[Stored data]
Start of Block

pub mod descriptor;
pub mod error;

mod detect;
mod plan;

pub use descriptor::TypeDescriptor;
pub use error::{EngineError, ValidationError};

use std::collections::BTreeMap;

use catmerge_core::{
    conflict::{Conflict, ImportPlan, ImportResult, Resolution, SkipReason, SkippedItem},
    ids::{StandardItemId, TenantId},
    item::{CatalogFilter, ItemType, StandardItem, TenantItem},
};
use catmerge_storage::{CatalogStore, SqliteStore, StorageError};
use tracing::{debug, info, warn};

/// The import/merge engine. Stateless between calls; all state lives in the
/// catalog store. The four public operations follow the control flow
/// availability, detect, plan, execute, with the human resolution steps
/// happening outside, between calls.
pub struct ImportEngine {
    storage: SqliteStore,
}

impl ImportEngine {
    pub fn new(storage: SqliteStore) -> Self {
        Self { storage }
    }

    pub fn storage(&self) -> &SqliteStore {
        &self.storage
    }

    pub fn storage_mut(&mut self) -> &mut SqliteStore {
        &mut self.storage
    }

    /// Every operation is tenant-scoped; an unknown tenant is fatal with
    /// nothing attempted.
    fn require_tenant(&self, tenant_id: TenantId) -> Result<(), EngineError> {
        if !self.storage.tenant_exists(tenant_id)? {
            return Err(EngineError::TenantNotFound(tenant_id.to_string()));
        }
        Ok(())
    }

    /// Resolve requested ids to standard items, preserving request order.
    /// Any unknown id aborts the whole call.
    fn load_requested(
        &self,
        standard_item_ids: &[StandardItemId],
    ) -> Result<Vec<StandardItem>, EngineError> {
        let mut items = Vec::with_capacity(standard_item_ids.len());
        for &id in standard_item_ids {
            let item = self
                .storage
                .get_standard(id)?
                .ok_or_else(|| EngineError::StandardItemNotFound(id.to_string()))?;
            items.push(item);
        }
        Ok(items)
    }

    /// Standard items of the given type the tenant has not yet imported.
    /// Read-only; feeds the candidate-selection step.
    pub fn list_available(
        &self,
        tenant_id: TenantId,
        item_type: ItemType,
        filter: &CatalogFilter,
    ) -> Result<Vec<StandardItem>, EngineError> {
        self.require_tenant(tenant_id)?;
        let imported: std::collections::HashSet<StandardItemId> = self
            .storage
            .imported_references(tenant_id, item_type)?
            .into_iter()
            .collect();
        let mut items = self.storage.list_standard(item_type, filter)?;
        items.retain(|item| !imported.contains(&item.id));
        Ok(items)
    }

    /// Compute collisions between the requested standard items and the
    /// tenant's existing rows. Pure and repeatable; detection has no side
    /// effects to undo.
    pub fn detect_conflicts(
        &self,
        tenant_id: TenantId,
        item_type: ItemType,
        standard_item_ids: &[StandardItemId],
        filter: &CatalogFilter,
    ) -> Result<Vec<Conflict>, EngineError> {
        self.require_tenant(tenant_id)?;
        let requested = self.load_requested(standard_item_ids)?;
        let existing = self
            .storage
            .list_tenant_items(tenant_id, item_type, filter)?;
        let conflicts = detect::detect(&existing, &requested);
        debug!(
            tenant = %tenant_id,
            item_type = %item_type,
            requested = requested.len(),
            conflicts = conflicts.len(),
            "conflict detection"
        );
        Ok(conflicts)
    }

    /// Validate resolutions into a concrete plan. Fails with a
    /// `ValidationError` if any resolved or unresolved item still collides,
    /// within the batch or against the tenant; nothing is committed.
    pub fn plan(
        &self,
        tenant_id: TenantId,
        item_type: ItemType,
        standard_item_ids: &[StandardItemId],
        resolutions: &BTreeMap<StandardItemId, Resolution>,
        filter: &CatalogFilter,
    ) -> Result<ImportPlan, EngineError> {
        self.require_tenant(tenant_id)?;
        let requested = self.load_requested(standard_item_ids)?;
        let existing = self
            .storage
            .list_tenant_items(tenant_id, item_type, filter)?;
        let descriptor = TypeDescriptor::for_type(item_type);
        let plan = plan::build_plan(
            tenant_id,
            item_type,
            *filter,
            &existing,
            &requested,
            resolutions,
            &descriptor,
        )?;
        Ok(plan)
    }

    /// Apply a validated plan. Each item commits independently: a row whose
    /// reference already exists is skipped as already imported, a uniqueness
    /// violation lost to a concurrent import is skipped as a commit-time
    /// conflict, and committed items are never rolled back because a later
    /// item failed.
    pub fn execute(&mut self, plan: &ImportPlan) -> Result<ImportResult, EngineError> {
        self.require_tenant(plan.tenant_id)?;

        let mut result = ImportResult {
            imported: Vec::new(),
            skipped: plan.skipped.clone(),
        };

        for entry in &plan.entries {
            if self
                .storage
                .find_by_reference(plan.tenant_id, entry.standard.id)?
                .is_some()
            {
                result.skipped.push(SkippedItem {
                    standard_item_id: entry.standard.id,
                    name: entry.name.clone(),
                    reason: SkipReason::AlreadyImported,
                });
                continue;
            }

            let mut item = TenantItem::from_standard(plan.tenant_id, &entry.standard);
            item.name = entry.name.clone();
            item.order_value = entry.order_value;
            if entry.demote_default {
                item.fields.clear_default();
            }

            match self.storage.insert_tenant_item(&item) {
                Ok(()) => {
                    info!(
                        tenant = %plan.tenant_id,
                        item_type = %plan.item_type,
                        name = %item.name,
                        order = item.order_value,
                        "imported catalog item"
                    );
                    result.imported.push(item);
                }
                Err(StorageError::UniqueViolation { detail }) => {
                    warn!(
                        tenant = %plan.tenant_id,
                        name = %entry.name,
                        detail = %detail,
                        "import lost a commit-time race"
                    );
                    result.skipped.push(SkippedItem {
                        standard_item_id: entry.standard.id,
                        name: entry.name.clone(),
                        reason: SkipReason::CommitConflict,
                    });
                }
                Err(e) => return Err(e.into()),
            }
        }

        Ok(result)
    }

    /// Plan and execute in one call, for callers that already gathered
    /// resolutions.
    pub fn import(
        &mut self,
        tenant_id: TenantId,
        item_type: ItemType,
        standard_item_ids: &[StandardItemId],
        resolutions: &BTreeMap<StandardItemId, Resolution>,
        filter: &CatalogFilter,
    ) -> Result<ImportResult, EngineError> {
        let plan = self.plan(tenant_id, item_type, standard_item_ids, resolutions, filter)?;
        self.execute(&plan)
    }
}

End of Block

--- Assignment ---
Copy the records above exactly as written.

--- Written solution ---
pub mod descriptor;
pub mod error;

mod detect;
mod plan;

pub use descriptor::TypeDescriptor;
pub use error::{EngineError, ValidationError};

use std::collections::BTreeMap;

use catmerge_core::{
    conflict::{Conflict, ImportPlan, ImportResult, Resolution, SkipReason, SkippedItem},
    ids::{StandardItemId, TenantId},
    item::{CatalogFilter, ItemType, StandardItem, TenantItem},
};
use catmerge_storage::{CatalogStore, SqliteStore, StorageError};
use tracing::{debug, info, warn};

/// The import/merge engine. Stateless between calls; all state lives in the
/// catalog store. The four public operations follow the control flow
/// availability, detect, plan, execute, with the human resolution steps
/// happening outside, between calls.
pub struct ImportEngine {
    storage: SqliteStore,
}

impl ImportEngine {
    pub fn new(storage: SqliteStore) -> Self {
        Self { storage }
    }

    pub fn storage(&self) -> &SqliteStore {
        &self.storage
    }

    pub fn storage_mut(&mut self) -> &mut SqliteStore {
        &mut self.storage
    }

    /// Every operation is tenant-scoped; an unknown tenant is fatal with
    /// nothing attempted.
    fn require_tenant(&self, tenant_id: TenantId) -> Result<(), EngineError> {
        if !self.storage.tenant_exists(tenant_id)? {
            return Err(EngineError::TenantNotFound(tenant_id.to_string()));
        }
        Ok(())
    }

    /// Resolve requested ids to standard items, preserving request order.
    /// Any unknown id aborts the whole call.
    fn load_requested(
        &self,
        standard_item_ids: &[StandardItemId],
    ) -> Result<Vec<StandardItem>, EngineError> {
        let mut items = Vec::with_capacity(standard_item_ids.len());
        for &id in standard_item_ids {
            let item = self
                .storage
                .get_standard(id)?
                .ok_or_else(|| EngineError::StandardItemNotFound(id.to_string()))?;
            items.push(item);
        }
        Ok(items)
    }

    /// Standard items of the given type the tenant has not yet imported.
    /// Read-only; feeds the candidate-selection step.
    pub fn list_available(
        &self,
        tenant_id: TenantId,
        item_type: ItemType,
        filter: &CatalogFilter,
    ) -> Result<Vec<StandardItem>, EngineError> {
        self.require_tenant(tenant_id)?;
        let imported: std::collections::HashSet<StandardItemId> = self
            .storage
            .imported_references(tenant_id, item_type)?
            .into_iter()
            .collect();
        let mut items = self.storage.list_standard(item_type, filter)?;
        items.retain(|item| !imported.contains(&item.id));
        Ok(items)
    }

    /// Compute collisions between the requested standard items and the
    /// tenant's existing rows. Pure and repeatable; detection has no side
    /// effects to undo.
    pub fn detect_conflicts(
        &self,
        tenant_id: TenantId,
        item_type: ItemType,
        standard_item_ids: &[StandardItemId],
        filter: &CatalogFilter,
    ) -> Result<Vec<Conflict>, EngineError> {
        self.require_tenant(tenant_id)?;
        let requested = self.load_requested(standard_item_ids)?;
        let existing = self
            .storage
            .list_tenant_items(tenant_id, item_type, filter)?;
        let conflicts = detect::detect(&existing, &requested);
        debug!(
            tenant = %tenant_id,
            item_type = %item_type,
            requested = requested.len(),
            conflicts = conflicts.len(),
            "conflict detection"
        );
        Ok(conflicts)
    }

    /// Validate resolutions into a concrete plan. Fails with a
    /// `ValidationError` if any resolved or unresolved item still collides,
    /// within the batch or against the tenant; nothing is committed.
    pub fn plan(
        &self,
        tenant_id: TenantId,
        item_type: ItemType,
        standard_item_ids: &[StandardItemId],
        resolutions: &BTreeMap<StandardItemId, Resolution>,
        filter: &CatalogFilter,
    ) -> Result<ImportPlan, EngineError> {
        self.require_tenant(tenant_id)?;
        let requested = self.load_requested(standard_item_ids)?;
        let existing = self
            .storage
            .list_tenant_items(tenant_id, item_type, filter)?;
        let descriptor = TypeDescriptor::for_type(item_type);
        let plan = plan::build_plan(
            tenant_id,
            item_type,
            *filter,
            &existing,
            &requested,
            resolutions,
            &descriptor,
        )?;
        Ok(plan)
    }

    /// Apply a validated plan. Each item commits independently: a row whose
    /// reference already exists is skipped as already imported, a uniqueness
    /// violation lost to a concurrent import is skipped as a commit-time
    /// conflict, and committed items are never rolled back because a later
    /// item failed.
    pub fn execute(&mut self, plan: &ImportPlan) -> Result<ImportResult, EngineError> {
        self.require_tenant(plan.tenant_id)?;

        let mut result = ImportResult {
            imported: Vec::new(),
            skipped: plan.skipped.clone(),
        };

        for entry in &plan.entries {
            if self
                .storage
                .find_by_reference(plan.tenant_id, entry.standard.id)?
                .is_some()
            {
                result.skipped.push(SkippedItem {
                    standard_item_id: entry.standard.id,
                    name: entry.name.clone(),
                    reason: SkipReason::AlreadyImported,
                });
                continue;
            }

            let mut item = TenantItem::from_standard(plan.tenant_id, &entry.standard);
            item.name = entry.name.clone();
            item.order_value = entry.order_value;
            if entry.demote_default {
                item.fields.clear_default();
            }

            match self.storage.insert_tenant_item(&item) {
                Ok(()) => {
                    info!(
                        tenant = %plan.tenant_id,
                        item_type = %plan.item_type,
                        name = %item.name,
                        order = item.order_value,
                        "imported catalog item"
                    );
                    result.imported.push(item);
                }
                Err(StorageError::UniqueViolation { detail }) => {
                    warn!(
                        tenant = %plan.tenant_id,
                        name = %entry.name,
                        detail = %detail,
                        "import lost a commit-time race"
                    );
                    result.skipped.push(SkippedItem {
                        standard_item_id: entry.standard.id,
                        name: entry.name.clone(),
                        reason: SkipReason::CommitConflict,
                    });
                }
                Err(e) => return Err(e.into()),
            }
        }

        Ok(result)
    }

    /// Plan and execute in one call, for callers that already gathered
    /// resolutions.
    pub fn import(
        &mut self,
        tenant_id: TenantId,
        item_type: ItemType,
        standard_item_ids: &[StandardItemId],
        resolutions: &BTreeMap<StandardItemId, Resolution>,
        filter: &CatalogFilter,
    ) -> Result<ImportResult, EngineError> {
        let plan = self.plan(tenant_id, item_type, standard_item_ids, resolutions, filter)?;
        self.execute(&plan)
    }
}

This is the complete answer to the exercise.